● **TASK INSTRUCTIONS**
Please restate, exactly as written, the lines running from the beginning of the material through the line that has "store or factory." in it.

*** RECORDS SUPPLIED ***

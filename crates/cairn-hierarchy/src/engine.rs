//! Traversal and mutation of parent-pointer hierarchies.
//!
//! [`HierarchyEngine`] owns the collaborators (store, factory, object cache,
//! sibling strategy). Per-node results are cached on the node's
//! [`Hierarchy`](crate::Hierarchy) state, so the same node instance answers
//! repeated questions without further store round-trips.

use std::collections::HashSet;
use std::sync::Arc;

use cairn_store::{ModelFactory, ModelLoader, ObjectStore, Query};
use cairn_types::{ObjType, ObjectId};
use serde_json::Value;
use tracing::{debug, trace};

use crate::cache::{MemoryObjectCache, ObjectCache};
use crate::error::{HierarchyError, HierarchyResult};
use crate::node::{HierarchicalNode, NodeList};
use crate::reference::NodeRef;
use crate::siblings::{ParentChildren, SiblingsStrategy};

/// Hierarchy operations over nodes of type `M`.
///
/// An engine built with [`HierarchyEngine::new`] has no store or factory.
/// Operations that need one fail with [`HierarchyError::NotConfigured`] the
/// first time they miss the cache.
pub struct HierarchyEngine<M: HierarchicalNode> {
    store: Option<Arc<dyn ObjectStore>>,
    factory: Option<Arc<dyn ModelFactory>>,
    cache: Arc<dyn ObjectCache<M>>,
    siblings: Arc<dyn SiblingsStrategy<M>>,
}

impl<M: HierarchicalNode> HierarchyEngine<M> {
    /// Unconfigured engine with an unbounded cache and the parent-children
    /// sibling strategy.
    pub fn new() -> Self {
        Self {
            store: None,
            factory: None,
            cache: Arc::new(MemoryObjectCache::new()),
            siblings: Arc::new(ParentChildren),
        }
    }

    pub fn with_store(mut self, store: Arc<dyn ObjectStore>) -> Self {
        self.store = Some(store);
        self
    }

    pub fn with_factory(mut self, factory: Arc<dyn ModelFactory>) -> Self {
        self.factory = Some(factory);
        self
    }

    pub fn with_cache(mut self, cache: Arc<dyn ObjectCache<M>>) -> Self {
        self.cache = cache;
        self
    }

    pub fn with_siblings_strategy(mut self, strategy: Arc<dyn SiblingsStrategy<M>>) -> Self {
        self.siblings = strategy;
        self
    }

    pub fn cache(&self) -> &Arc<dyn ObjectCache<M>> {
        &self.cache
    }

    fn loader(&self) -> HierarchyResult<ModelLoader> {
        let store = self
            .store
            .clone()
            .ok_or(HierarchyError::NotConfigured("object store"))?;
        let factory = self
            .factory
            .clone()
            .ok_or(HierarchyError::NotConfigured("model factory"))?;
        Ok(ModelLoader::new(store, factory))
    }

    // ---------------------------------------------------------------
    // Resolution
    // ---------------------------------------------------------------

    /// Resolve a reference to a loaded node of type `obj_type`.
    ///
    /// Nodes of the right type are returned as-is, saved or not. Ids and
    /// records are looked up in the object cache, then in the store; those
    /// without an identity resolve to `None`.
    pub fn resolve(
        &self,
        obj_type: &ObjType,
        reference: &NodeRef<M>,
    ) -> HierarchyResult<Option<Arc<M>>> {
        let id = reference.identity(obj_type)?;
        match (reference, id) {
            (NodeRef::ByNode(node), _) => Ok(Some(Arc::clone(node))),
            (_, None) => Ok(None),
            (_, Some(id)) => self.resolve_id(obj_type, &id),
        }
    }

    fn resolve_id(&self, obj_type: &ObjType, id: &ObjectId) -> HierarchyResult<Option<Arc<M>>> {
        if let Some(hit) = self.cache.get(obj_type, id) {
            trace!(obj_type = %obj_type, id = %id, "object cache hit");
            return Ok(Some(hit));
        }
        debug!(obj_type = %obj_type, id = %id, "loading node from store");
        let loaded = self.loader()?.load::<M>(obj_type, Some(id))?;
        let Some(node) = loaded.filter(|n| n.id().is_some()) else {
            return Ok(None);
        };
        let node = Arc::new(node);
        self.cache.put(Arc::clone(&node));
        Ok(Some(node))
    }

    fn query_nodes(&self, query: &Query) -> HierarchyResult<Vec<Arc<M>>> {
        debug!(obj_type = %query.obj_type, filters = query.filters.len(), "querying nodes");
        let nodes = self.loader()?.query::<M>(query)?;
        Ok(nodes
            .into_iter()
            .map(|node| {
                let node = Arc::new(node);
                self.cache.put(Arc::clone(&node));
                node
            })
            .collect())
    }

    // ---------------------------------------------------------------
    // Parent and ancestors
    // ---------------------------------------------------------------

    /// Reassign `node`'s parent.
    ///
    /// Rejects a reference to the node itself before changing any state.
    /// Only the parent object and ancestor caches are invalidated.
    pub fn set_parent(&self, node: &mut M, parent: Option<&NodeRef<M>>) -> HierarchyResult<()> {
        let master = match parent {
            Some(reference) => reference.identity(&node.obj_type())?,
            None => None,
        };
        if let (Some(master), Some(id)) = (&master, node.id()) {
            if master == id {
                return Err(HierarchyError::SelfParent(id.clone()));
            }
        }
        node.hierarchy_mut().set_master(master);
        Ok(())
    }

    /// The resolved immediate parent, cached on the node.
    pub fn parent(&self, node: &M) -> HierarchyResult<Option<Arc<M>>> {
        let state = node.hierarchy();
        if let Some(cached) = state.cached_master_object() {
            return Ok(Some(cached));
        }
        let Some(master) = state.master() else {
            return Ok(None);
        };
        let Some(parent) = self.resolve_id(&node.obj_type(), master)? else {
            return Ok(None);
        };
        if let Some(id) = node.id() {
            if parent.id() == Some(id) {
                return Err(HierarchyError::SelfParent(id.clone()));
            }
        }
        state.cache_master_object(Arc::clone(&parent));
        Ok(Some(parent))
    }

    /// Whether the parent reference resolves to a stored node.
    pub fn has_master_object(&self, node: &M) -> HierarchyResult<bool> {
        Ok(self.parent(node)?.is_some())
    }

    /// Ancestors from the immediate parent up to the top-level node.
    pub fn ancestors(&self, node: &M) -> HierarchyResult<NodeList<M>> {
        if let Some(cached) = node.hierarchy().cached_ancestors() {
            return Ok(cached);
        }
        let mut seen: HashSet<ObjectId> = node.id().cloned().into_iter().collect();
        let mut chain = Vec::new();
        let mut current = self.parent(node)?;
        while let Some(ancestor) = current {
            if let Some(id) = ancestor.id() {
                if !seen.insert(id.clone()) {
                    return Err(HierarchyError::CycleDetected(id.clone()));
                }
            }
            current = self.parent(&ancestor)?;
            chain.push(ancestor);
        }
        let chain = Arc::new(chain);
        node.hierarchy().cache_ancestors(Arc::clone(&chain));
        Ok(chain)
    }

    /// Ancestors from the top-level node down to the immediate parent.
    pub fn inverted_ancestors(&self, node: &M) -> HierarchyResult<Vec<Arc<M>>> {
        let mut chain = self.ancestors(node)?.to_vec();
        chain.reverse();
        Ok(chain)
    }

    /// The top-level ancestor, or `None` if `node` is itself top-level.
    pub fn top_level_ancestor(&self, node: &M) -> HierarchyResult<Option<Arc<M>>> {
        Ok(self.ancestors(node)?.last().cloned())
    }

    /// Depth in the tree; top-level nodes are level 1.
    pub fn level(&self, node: &M) -> HierarchyResult<usize> {
        Ok(self.ancestors(node)?.len() + 1)
    }

    pub fn has_parents(&self, node: &M) -> HierarchyResult<bool> {
        Ok(!self.ancestors(node)?.is_empty())
    }

    /// Whether `node` has no parent reference. Does not touch the store.
    pub fn is_top_level(&self, node: &M) -> bool {
        !node.hierarchy().has_master()
    }

    // ---------------------------------------------------------------
    // Children
    // ---------------------------------------------------------------

    /// Direct children, loaded once through [`HierarchicalNode::load_children`].
    pub fn children(&self, node: &M) -> HierarchyResult<NodeList<M>> {
        if let Some(cached) = node.hierarchy().cached_children() {
            return Ok(cached);
        }
        let children = Arc::new(node.load_children(self)?);
        node.hierarchy().cache_children(Arc::clone(&children));
        Ok(children)
    }

    /// Query the store for `node`'s direct children, bypassing node caches.
    ///
    /// An unsaved node has no children.
    pub fn query_children(&self, node: &M) -> HierarchyResult<Vec<Arc<M>>> {
        let Some(id) = node.id() else {
            return Ok(Vec::new());
        };
        self.query_nodes(&node.children_query(id))
    }

    /// Query the store for every node of `node`'s type without a parent.
    pub fn query_top_level(&self, node: &M) -> HierarchyResult<Vec<Arc<M>>> {
        let query = Query::new(node.obj_type()).filter(node.master_field(), Value::Null);
        self.query_nodes(&query)
    }

    pub fn has_children(&self, node: &M) -> HierarchyResult<bool> {
        Ok(self.num_children(node)? > 0)
    }

    pub fn num_children(&self, node: &M) -> HierarchyResult<usize> {
        Ok(self.children(node)?.len())
    }

    /// Whether `node` has no children.
    pub fn is_last_level(&self, node: &M) -> HierarchyResult<bool> {
        Ok(!self.has_children(node)?)
    }

    /// Replace the cached children with `children`. Nothing is persisted.
    ///
    /// References that resolve to nothing are skipped. Fails without
    /// changing the cache if any reference resolves to `node` itself.
    pub fn set_children(&self, node: &M, children: &[NodeRef<M>]) -> HierarchyResult<()> {
        let obj_type = node.obj_type();
        let mut resolved = Vec::with_capacity(children.len());
        for reference in children {
            if let Some(child) = self.resolve(&obj_type, reference)? {
                ensure_not_self_child(node, &child)?;
                resolved.push(child);
            }
        }
        node.hierarchy().cache_children(Arc::new(resolved));
        Ok(())
    }

    /// Append a child to the cached children. Nothing is persisted.
    ///
    /// The existing children are loaded first. Returns `false` if the
    /// reference does not resolve.
    pub fn add_child(&self, node: &M, child: &NodeRef<M>) -> HierarchyResult<bool> {
        let Some(child) = self.resolve(&node.obj_type(), child)? else {
            return Ok(false);
        };
        ensure_not_self_child(node, &child)?;
        let mut children = self.children(node)?.to_vec();
        children.push(child);
        node.hierarchy().cache_children(Arc::new(children));
        Ok(true)
    }

    // ---------------------------------------------------------------
    // Siblings
    // ---------------------------------------------------------------

    /// Siblings as enumerated by the configured strategy, cached on the node.
    pub fn siblings(&self, node: &M) -> HierarchyResult<NodeList<M>> {
        if let Some(cached) = node.hierarchy().cached_siblings() {
            return Ok(cached);
        }
        let siblings = Arc::new(self.siblings.load_siblings(self, node)?);
        node.hierarchy().cache_siblings(Arc::clone(&siblings));
        Ok(siblings)
    }

    pub fn num_siblings(&self, node: &M) -> HierarchyResult<usize> {
        Ok(self.siblings(node)?.len())
    }

    /// More than one sibling, since the default strategy counts the node itself.
    pub fn has_siblings(&self, node: &M) -> HierarchyResult<bool> {
        Ok(self.num_siblings(node)? > 1)
    }

    // ---------------------------------------------------------------
    // Relationship tests
    // ---------------------------------------------------------------

    /// Whether `master` is `node`'s immediate parent.
    pub fn is_child_of(&self, node: &M, master: &NodeRef<M>) -> HierarchyResult<bool> {
        let Some(master) = self.resolve(&node.obj_type(), master)? else {
            return Ok(false);
        };
        Ok(master.id().is_some() && master.id() == node.hierarchy().master())
    }

    /// Whether `node` is `child`'s immediate parent.
    pub fn is_master_of(&self, node: &M, child: &NodeRef<M>) -> HierarchyResult<bool> {
        let Some(child) = self.resolve(&node.obj_type(), child)? else {
            return Ok(false);
        };
        Ok(node.id().is_some() && child.hierarchy().master() == node.id())
    }

    /// Whether `sibling` has the same parent reference as `node`.
    ///
    /// Two top-level nodes share the absent parent and count as siblings.
    pub fn is_sibling_of(&self, node: &M, sibling: &NodeRef<M>) -> HierarchyResult<bool> {
        let Some(sibling) = self.resolve(&node.obj_type(), sibling)? else {
            return Ok(false);
        };
        Ok(sibling.hierarchy().master() == node.hierarchy().master())
    }

    /// Whether `master` is `node`'s parent or any further ancestor.
    pub fn recursive_is_child_of(&self, node: &M, master: &NodeRef<M>) -> HierarchyResult<bool> {
        let Some(target) = self.resolve(&node.obj_type(), master)? else {
            return Ok(false);
        };
        let Some(target_id) = target.id() else {
            return Ok(false);
        };
        if node.hierarchy().master() == Some(target_id) {
            return Ok(true);
        }
        let mut seen: HashSet<ObjectId> = node.id().cloned().into_iter().collect();
        let mut current = self.parent(node)?;
        while let Some(ancestor) = current {
            if let Some(id) = ancestor.id() {
                if !seen.insert(id.clone()) {
                    return Err(HierarchyError::CycleDetected(id.clone()));
                }
            }
            if ancestor.hierarchy().master() == Some(target_id) {
                return Ok(true);
            }
            current = self.parent(&ancestor)?;
        }
        Ok(false)
    }

    /// Descendant test. Not supported.
    pub fn recursive_is_master_of(&self, _node: &M, _child: &NodeRef<M>) -> HierarchyResult<bool> {
        Err(HierarchyError::Unsupported("recursive_is_master_of"))
    }

    /// Descendant count. Not supported.
    pub fn recursive_num_children(&self, _node: &M) -> HierarchyResult<usize> {
        Err(HierarchyError::Unsupported("recursive_num_children"))
    }
}

fn ensure_not_self_child<M: HierarchicalNode>(node: &M, child: &M) -> HierarchyResult<()> {
    match (node.id(), child.id()) {
        (Some(a), Some(b)) if a == b => Err(HierarchyError::SelfChild(a.clone())),
        _ => Ok(()),
    }
}

impl<M: HierarchicalNode> Default for HierarchyEngine<M> {
    fn default() -> Self {
        Self::new()
    }
}

impl<M: HierarchicalNode> Clone for HierarchyEngine<M> {
    fn clone(&self) -> Self {
        Self {
            store: self.store.clone(),
            factory: self.factory.clone(),
            cache: Arc::clone(&self.cache),
            siblings: Arc::clone(&self.siblings),
        }
    }
}

impl<M: HierarchicalNode> std::fmt::Debug for HierarchyEngine<M> {
    fn fmt(&self, f: &mut std::fmt::Formatter<'_>) -> std::fmt::Result {
        f.debug_struct("HierarchyEngine")
            .field("store", &self.store.is_some())
            .field("factory", &self.factory.is_some())
            .field("cached_nodes", &self.cache.len())
            .finish()
    }
}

*** End of RECORDS SUPPLIED ***

● **RESULT FOR THIS EXERCISE**
filename crates/cairn-hierarchy/src/engine.rs
//! Traversal and mutation of parent-pointer hierarchies.
//!
//! [`HierarchyEngine`] owns the collaborators (store, factory, object cache,
//! sibling strategy). Per-node results are cached on the node's
//! [`Hierarchy`](crate::Hierarchy) state, so the same node instance answers
//! repeated questions without further store round-trips.

use std::collections::HashSet;
use std::sync::Arc;

use cairn_store::{ModelFactory, ModelLoader, ObjectStore, Query};
use cairn_types::{ObjType, ObjectId};
use serde_json::Value;
use tracing::{debug, trace};

use crate::cache::{MemoryObjectCache, ObjectCache};
use crate::error::{HierarchyError, HierarchyResult};
use crate::node::{HierarchicalNode, NodeList};
use crate::reference::NodeRef;
use crate::siblings::{ParentChildren, SiblingsStrategy};

/// Hierarchy operations over nodes of type `M`.
///
/// An engine built with [`HierarchyEngine::new`] has no store or factory.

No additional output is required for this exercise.